Maria Nilde em sua formatura
Fotos: arquivo GVive

Daniel Chiozzini é professor doutor da PUC-SP e filho de ex-professores dos GVs. Movido pela memória afetiva dos pais, abraçou o tema e fez dele sua tese de doutorado. Ele conta que um dos pilares dos GVs era a formação e regime de trabalho dos professores. Todos faziam um curso preparatório de seis meses e só eram contratados após avaliação. A jornada semanal de 40 horas tinha mais da metade do tempo destinado às reuniões semanais de planejamento, preparo de aulas e aplicação das técnicas pedagógicas. Muito do que hoje se considera metodologia inovadora já era praticado nos GVs, tais como interdisciplinaridade, período integral, estudo de meio, avaliação ao longo dos anos letivos, formação contínua do professor, trabalho em equipe, vínculo entre escola e comunidade, etc.

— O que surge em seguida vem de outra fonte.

use serde_json::Value;

use crate::record::LogRecord;

/// Hook type for replacing the default description rendering.
///
/// When configured on the adapter it fully replaces [`inspect`] for every
/// record; the default never runs as a fallback.
pub type RenderFn = dyn Fn(&LogRecord) -> String + Send + Sync;

/// Nesting depth beyond which arrays and objects are elided.
const MAX_DEPTH: usize = 6;

/// Render an arbitrary value as a deterministic, human-readable string.
///
/// This is the default description renderer: total over any
/// [`serde_json::Value`] (which is acyclic by construction), never panics,
/// and produces the same output for the same input. Strings render
/// single-quoted, object keys iterate in map order, and nesting past
/// [`MAX_DEPTH`] collapses to `[Array]`/`[Object]`.
pub fn inspect(value: &Value) -> String {
    inspect_at(value, 0)
}

fn inspect_at(value: &Value, depth: usize) -> String {
    match value {
        Value::Null => "null".to_string(),
        Value::Bool(b) => b.to_string(),
        Value::Number(n) => n.to_string(),
        Value::String(s) => quote(s),
        Value::Array(items) => {
            if depth >= MAX_DEPTH {
                return "[Array]".to_string();
            }
            if items.is_empty() {
                return "[]".to_string();
            }
            let inner = items
                .iter()
                .map(|item| inspect_at(item, depth + 1))
                .collect::<Vec<_>>()
                .join(", ");
            format!("[ {inner} ]")
        }
        Value::Object(map) => {
            if depth >= MAX_DEPTH {
                return "[Object]".to_string();
            }
            if map.is_empty() {
                return "{}".to_string();
            }
            let inner = map
                .iter()
                .map(|(key, item)| format!("{}: {}", key_repr(key), inspect_at(item, depth + 1)))
                .collect::<Vec<_>>()
                .join(", ");
            format!("{{ {inner} }}")
        }
    }
}

fn quote(s: &str) -> String {
    format!("'{}'", s.replace('\\', "\\\\").replace('\'', "\\'"))
}

fn key_repr(key: &str) -> String {
    let identifier_like = !key.is_empty()
        && !key.starts_with(|c: char| c.is_ascii_digit())
        && key.chars().all(|c| c.is_ascii_alphanumeric() || c == '_' || c == '$');
    if identifier_like {
        key.to_string()
    } else {
        quote(key)
    }
}
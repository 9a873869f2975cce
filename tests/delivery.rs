use std::sync::{Arc, Mutex};

use serde_json::json;
use tokio::time::{sleep, Duration};

use discord_webhook_sink::config::WebhookConfig;
use discord_webhook_sink::record::LogRecord;
use discord_webhook_sink::transport::{DiscordTransport, Transport};

#[tokio::test]
async fn successful_delivery_returns_the_receipt() {
    let mut server = mockito::Server::new_async().await;
    let mock = server
        .mock("POST", "/hook")
        .with_status(204)
        .match_header("content-type", "application/json")
        .match_body(mockito::Matcher::PartialJsonString(
            "{\"username\": \"App\"}".to_string(),
        ))
        .match_body(mockito::Matcher::PartialJsonString(
            "{\"embeds\": [{\"description\": \"'boom'\"}]}".to_string(),
        ))
        .create_async()
        .await;

    let transport = DiscordTransport::new(
        WebhookConfig::new(format!("{}/hook", server.url())).with_username("App"),
    )
    .unwrap();
    let record = LogRecord::new("error", vec![json!("boom")]);

    let receipt = transport.send(transport.build_payload(&record)).await;
    assert_eq!(receipt.unwrap().status, 204);
    mock.assert_async().await;
}

#[tokio::test]
async fn rejected_delivery_reports_once_and_never_escapes() {
    let mut server = mockito::Server::new_async().await;
    let _mock = server
        .mock("POST", "/hook")
        .with_status(500)
        .with_body("internal error")
        .create_async()
        .await;
    let endpoint = format!("{}/hook", server.url());

    let reported = Arc::new(Mutex::new(Vec::new()));
    let sink = reported.clone();
    let transport = DiscordTransport::new(
        WebhookConfig::new(endpoint.clone()).with_report_error(move |err| {
            sink.lock().unwrap().push(err.to_string());
        }),
    )
    .unwrap();
    let record = LogRecord::new("error", vec![json!("boom")]);

    let receipt = transport.send(transport.build_payload(&record)).await;
    assert!(receipt.is_none());

    let reported = reported.lock().unwrap();
    assert_eq!(reported.len(), 1);
    assert!(reported[0].contains(&endpoint));
    assert!(reported[0].contains("500"));
}

#[tokio::test]
async fn unreachable_endpoint_reports_a_transport_error() {
    // Nothing listens on this port; reqwest fails at the connection level.
    let reported = Arc::new(Mutex::new(Vec::new()));
    let sink = reported.clone();
    let transport = DiscordTransport::new(
        WebhookConfig::new("http://127.0.0.1:9/hook").with_report_error(move |err| {
            sink.lock().unwrap().push(err.to_string());
        }),
    )
    .unwrap();
    let record = LogRecord::new("error", vec![json!("boom")]);

    let receipt = transport.send(transport.build_payload(&record)).await;
    assert!(receipt.is_none());

    let reported = reported.lock().unwrap();
    assert_eq!(reported.len(), 1);
    assert!(reported[0].contains("http://127.0.0.1:9/hook"));
}

#[tokio::test]
async fn log_is_fire_and_forget() {
    let mut server = mockito::Server::new_async().await;
    let mock = server
        .mock("POST", "/hook")
        .with_status(204)
        .match_body(mockito::Matcher::PartialJsonString(
            "{\"embeds\": [{\"fields\": [{\"name\": \"Level\", \"value\": \"warn\"}]}]}"
                .to_string(),
        ))
        .create_async()
        .await;

    let transport =
        DiscordTransport::new(WebhookConfig::new(format!("{}/hook", server.url()))).unwrap();

    // Returns immediately; delivery happens on a background task.
    transport.log(&LogRecord::new("warn", vec![json!("careful")]));

    for _ in 0..100 {
        if mock.matched_async().await {
            break;
        }
        sleep(Duration::from_millis(10)).await;
    }
    mock.assert_async().await;
}
use std::sync::Mutex;

use crate::level::{LevelCell, Severity};
use crate::record::LogRecord;
use crate::transport::{next_transport_id, Transport};

/// A transport that keeps every record it receives in memory.
///
/// Useful for asserting on rebroadcast and layer behavior in tests, and
/// for measuring host-integration overhead without any I/O.
pub struct MemoryTransport {
    id: u64,
    level: LevelCell,
    records: Mutex<Vec<LogRecord>>,
}

impl MemoryTransport {
    pub fn new() -> Self {
        MemoryTransport {
            id: next_transport_id(),
            level: LevelCell::new(Severity::Silly),
            records: Mutex::new(Vec::new()),
        }
    }

    /// Snapshot of everything received so far.
    pub fn records(&self) -> Vec<LogRecord> {
        self.records.lock().expect("memory transport poisoned").clone()
    }
}

impl Default for MemoryTransport {
    fn default() -> Self {
        Self::new()
    }
}

impl Transport for MemoryTransport {
    fn id(&self) -> u64 {
        self.id
    }

    fn level(&self) -> Severity {
        self.level.get()
    }

    fn set_level(&self, level: Severity) {
        self.level.set(level);
    }

    fn log(&self, record: &LogRecord) {
        self.records
            .lock()
            .expect("memory transport poisoned")
            .push(record.clone());
    }
}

O planejamento começava com um diagnóstico político, econômico e cultural de cada cidade e culminava com a definição de temas centrais a serem integrados em todas as disciplinas: artes industriais, práticas comerciais, práticas agrícolas e educação doméstica – para meninos e meninas. Os conteúdos eram praticados na horta, na cantina, no banco escolar e no governo estudantil, administrados por alunos e professores.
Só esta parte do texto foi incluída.